Article III, Section 2, Clause 1:

The Judicial Power shall extend to all Cases, in Law and Equity, arising under this Constitution, the Laws of the United States, and Treaties made, or which shall be made, under their Authority;—to all Cases affecting Ambassadors, other public Ministers and Consuls;—to all Cases of admiralty and maritime Jurisdiction; to Controversies to which the United States shall be a Party;—to Controversies between two or more States; between a State and Citizens of another State; between Citizens of different States,—between Citizens of the same State claiming Lands under Grants of different States, and between a State, or the Citizens thereof, and foreign States, Citizens or Subjects.

Baker v. Carr

In Baker v. Carr,1 the Court undertook a major reformulation and rationalization of the political question doctrine, which has considerably narrowed its application. Following Baker, the whole of the apportionment-districting-election restriction controversy previously immune to federal-court adjudication was considered and decided on the merits,2 and the Court's subsequent rejection of the doctrine in other cases disclosed narrowing in other areas as well.3

According to Justice Brennan, who delivered the opinion of the Court, “it is the relationship between the judiciary and the coordinate branches of the Federal Government, and not the federal judiciary’s relationship to the States, which gives rise to the 'political question.'” 4 Thus, the “nonjusticiability of a political question is primarily a function of the separation of powers.” 5 “Deciding whether a matter has in any measure been committed by the Constitution to another branch of government, or whether the action of that branch exceeds whatever authority has been committed, is itself a delicate exercise in constitutional interpretation, and is a responsibility of this Court as ultimate interpreter of the Constitution.” 6 Following a discussion of several areas in which the doctrine had been used, Justice Brennan continued: “It is apparent that several formulations which vary slightly according to the settings in which the questions arise may describe a political question, although each has one or more elements which identify it as essentially a function of the separation of powers.”

The Justice went on to list a variety of factors to be considered, noting that “[p]rominent on the surface of any case held to involve a political question is found a textually demonstrable constitutional commitment of the issue to a coordinate political department; or a lack of judicially discoverable and manageable standards for resolving it; or the impossibility of deciding without an initial policy determination of a kind clearly for nonjudicial discretion; or the impossibility of a court’s undertaking independent resolution without expressing lack of the respect due coordinate branches of government; or an unusual need for unquestioning adherence to a political decision already made; or the potentiality of embarrassment from multifarious pronouncements by various departments on one question.” 7

Powell v.

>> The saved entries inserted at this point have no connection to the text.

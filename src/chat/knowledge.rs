//! Offline answers used when no provider can respond.

use regex::Regex;
use std::sync::OnceLock;

const MAX_SENTENCES: usize = 3;

struct Topic {
    /// Matched against the start of a word; a trailing space demands the whole word.
    keywords: &'static [&'static str],
    sentences: &'static [&'static str],
}

const IRRIGATION: Topic = Topic {
    keywords: &["irrigat", "watering", "drip", "sprinkler", "water schedule"],
    sentences: &[
        "Irrigate early in the morning or late in the evening to reduce evaporation losses.",
        "Drip irrigation delivers water directly to the roots and can save 30-50% of water compared to flood irrigation.",
        "Check soil moisture before every irrigation and water only when the top few centimetres are dry.",
        "Deep, infrequent watering encourages stronger and deeper root growth than frequent light watering.",
    ],
};

const SOIL_MOISTURE: Topic = Topic {
    keywords: &["soil", "moisture", "dry ", "wet "],
    sentences: &[
        "Most field crops grow best when soil moisture stays between 40% and 60%.",
        "Below 30% soil moisture, plants start to wilt and irrigation should be scheduled soon.",
        "Above 70% soil moisture, roots can suffocate, so pause irrigation and improve drainage.",
        "Adding organic matter such as compost improves the soil's ability to hold water.",
    ],
};

const WATER_QUALITY: Topic = Topic {
    keywords: &["water quality", "tds", "ph ", "salin", "salt", "turbid", "clarity", "contamina"],
    sentences: &[
        "Irrigation water should ideally have a pH between 6.5 and 8.5.",
        "TDS below 500 ppm is safe for most crops, while levels above 1000 ppm can damage sensitive plants.",
        "Cloudy water can clog drip emitters, so install a filter if clarity is low.",
        "Test your water source at least once per season, especially after heavy rains or floods.",
    ],
};

const CONSERVATION: Topic = Topic {
    keywords: &["conserv", "drought", "save water", "saving water", "mulch", "rainwater", "scarcity"],
    sentences: &[
        "During drought, prioritize water for your most valuable crops.",
        "Mulching with straw or crop residue can cut soil evaporation by up to 70%.",
        "Harvest rainwater in farm ponds or tanks to use during dry spells.",
        "Fix leaking pipes and channels; small leaks waste large amounts of water over a season.",
    ],
};

const WEATHER: Topic = Topic {
    keywords: &["weather", "rain", "forecast", "temperature", "monsoon", "heat", "storm"],
    sentences: &[
        "Skip irrigation if more than 10 mm of rain is forecast in the next two days.",
        "Hot, windy days increase crop water demand, so check moisture more often during heat waves.",
        "Before a storm, clear drainage channels to prevent waterlogging.",
    ],
};

const RICE: Topic = Topic {
    keywords: &["rice", "paddy"],
    sentences: &[
        "Rice can be grown with alternate wetting and drying, letting the field dry slightly before re-flooding to save up to 30% water.",
        "Keep 2-5 cm of standing water in rice fields during flowering.",
        "Drain rice fields about two weeks before harvest.",
    ],
};

const WHEAT: Topic = Topic {
    keywords: &["wheat"],
    sentences: &[
        "Wheat needs water most at crown root initiation, about 20-25 days after sowing.",
        "Flowering and grain filling are also critical irrigation stages for wheat.",
        "Wheat usually needs 4-6 irrigations per season depending on soil type.",
    ],
};

const COTTON: Topic = Topic {
    keywords: &["cotton"],
    sentences: &[
        "Cotton is sensitive to waterlogging, so avoid over-irrigation.",
        "Flowering and boll formation are the most critical water stages for cotton.",
        "Alternate furrow irrigation works well for cotton and saves water.",
    ],
};

const SUGARCANE: Topic = Topic {
    keywords: &["sugarcane", "sugar cane"],
    sentences: &[
        "Sugarcane needs frequent irrigation during the grand growth phase.",
        "Drip irrigation with fertigation can raise sugarcane yields while using less water.",
        "Reduce irrigation for sugarcane in the month before harvest to raise sugar content.",
    ],
};

const MAIZE: Topic = Topic {
    keywords: &["maize", "corn "],
    sentences: &[
        "Maize is most sensitive to water stress at tasselling and silking.",
        "Maize does poorly in waterlogged soil, so ensure good field drainage.",
        "Irrigate maize every 8-10 days in dry weather, adjusting for soil type.",
    ],
};

const TOPICS: &[&Topic] = &[
    &IRRIGATION,
    &SOIL_MOISTURE,
    &WATER_QUALITY,
    &CONSERVATION,
    &WEATHER,
    &RICE,
    &WHEAT,
    &COTTON,
    &SUGARCANE,
    &MAIZE,
];

const GENERIC: &[&str] = &[
    "I can help with irrigation schedules, soil moisture and water quality.",
    "Ask me about water conservation, weather planning or crops like rice, wheat, cotton, sugarcane and maize.",
    "For example, try asking: how often should I irrigate my wheat field?",
];

fn word_re() -> &'static Regex {
    static RE: OnceLock<Regex> = OnceLock::new();
    RE.get_or_init(|| Regex::new(r"[a-z0-9]+").expect("valid word regex"))
}

/// Lower-cased words of `query`, space separated with a leading and trailing space.
fn normalize(query: &str) -> String {
    let lower = query.to_lowercase();
    let mut out = String::from(" ");
    for w in word_re().find_iter(&lower) {
        out.push_str(w.as_str());
        out.push(' ');
    }
    out
}

fn matches(normalized: &str, topic: &Topic) -> bool {
    topic
        .keywords
        .iter()
        .any(|k| normalized.contains(&format!(" {k}")))
}

/// Canned answer for `query`.
///
/// The pool is ordered by sentence rank first and topic order second, so a
/// question touching two topics gets the lead sentence of each before any
/// second sentence.
pub fn lookup(query: &str) -> String {
    let normalized = normalize(query);
    let matched: Vec<&Topic> = TOPICS
        .iter()
        .copied()
        .filter(|t| matches(&normalized, t))
        .collect();

    if matched.is_empty() {
        return GENERIC.join(" ");
    }

    let deepest = matched.iter().map(|t| t.sentences.len()).max().unwrap_or(0);
    let pool: Vec<&str> = (0..deepest)
        .flat_map(|rank| matched.iter().filter_map(move |t| t.sentences.get(rank).copied()))
        .collect();

    pool.into_iter()
        .take(MAX_SENTENCES)
        .collect::<Vec<_>>()
        .join(" ")
}

#[cfg(test)]
mod tests {
    use super::*;

    #[test]
    fn lookup_is_deterministic() {
        let q = "How much water does cotton need in summer heat?";
        assert_eq!(lookup(q), lookup(q));
    }

    #[test]
    fn irrigation_and_rice_both_contribute() {
        let answer = lookup("How do I irrigate my rice field?");
        assert!(answer.contains(IRRIGATION.sentences[0]));
        assert!(answer.contains(RICE.sentences[0]));
    }

    #[test]
    fn drought_answer_comes_from_conservation() {
        let answer = lookup("What about drought?");
        assert!(answer.starts_with("During drought, prioritize water for your most valuable crops."));
        assert_eq!(answer, CONSERVATION.sentences[..3].join(" "));
    }

    #[test]
    fn unmatched_query_gets_all_generic_sentences() {
        assert_eq!(lookup("Who won the match yesterday?"), GENERIC.join(" "));
        assert_eq!(lookup(""), GENERIC.join(" "));
    }

    #[test]
    fn whole_word_keywords_do_not_match_inside_words() {
        // "phosphorus" must not trigger the pH keyword, "drain" must not trigger rain
        assert!(!matches(&normalize("phosphorus"), &WATER_QUALITY));
        assert!(!matches(&normalize("drain the field"), &WEATHER));
        assert!(matches(&normalize("what pH is best"), &WATER_QUALITY));
        assert!(matches(&normalize("Rainfall tomorrow"), &WEATHER));
    }

    #[test]
    fn answer_is_capped_at_three_sentences() {
        let answer = lookup("irrigation soil moisture water quality weather");
        let expected = [
            IRRIGATION.sentences[0],
            SOIL_MOISTURE.sentences[0],
            WATER_QUALITY.sentences[0],
        ]
        .join(" ");
        assert_eq!(answer, expected);
    }

    #[test]
    fn every_topic_has_three_to_five_sentences() {
        for t in TOPICS {
            assert!((3..=5).contains(&t.sentences.len()));
        }
    }
}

McCormack

Because Baker had apparently restricted the political question doctrine to intrafederal issues, there was no discussion of the doctrine when the Court held that it had power to review and overturn a state legislature's refusal to seat a member-elect because of his expressed views.8 But in Powell v. McCormack,9 the Court was confronted with a challenge to the exclusion of a member-elect by the United States House of Representatives. Its determination that the political question doctrine did not bar its review of the challenge indicates the narrowness of application of the doctrine in its present state. Taking Justice Brennan's formulation in Baker of the factors that go to make up a political question,10 Chief Justice Warren determined that the only critical one in this case was whether there was a “textually demonstrable constitutional commitment” to the House to determine in its sole discretion the qualifications of members.11

In order to determine whether there was a textual commitment, the Court reviewed the Constitution, the Convention proceedings, and English and United States legislative practice to ascertain what power had been conferred on the House to judge the qualifications of its members; finding that the Constitution vested the House with power only to look at the qualifications of age, residency, and citizenship, the Court thus decided that in passing on Powell's conduct and character the House had exceeded the powers committed to it and thus judicial review was not barred by this factor of the political question doctrine.12 Although this approach accords with the “classicist” theory of judicial review,13 it circumscribes the political question doctrine severely, inasmuch as all constitutional questions turn on whether a governmental body has exceeded its specified powers, a determination the Court traditionally makes, whereas traditionally the doctrine precluded the Court from inquiring whether the governmental body had exceeded its powers. In short, the political question consideration may now be one on the merits rather than a decision not to decide.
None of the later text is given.